(Collected data entries)
::::::
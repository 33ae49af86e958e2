/*!
 * 数据访问模块 - 每个表一个简单的结构体，直接使用 sqlx
 *
 * 设计原则：
 * - 无抽象层：直接使用 sqlx，没有 Repository trait
 * - 单一职责：每个结构体对应一张表
 * - 借用优先：使用 &DatabaseManager 而非 Arc
 */

pub mod custom_commands;

pub use custom_commands::{CustomCommandRecord, CustomCommands};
::::::
Task prompt:
Copy out all the lines of the records that include "sqlx".

Output for this exercise:
 * 数据访问模块 - 每个表一个简单的结构体，直接使用 sqlx
 * - 无抽象层：直接使用 sqlx，没有 Repository trait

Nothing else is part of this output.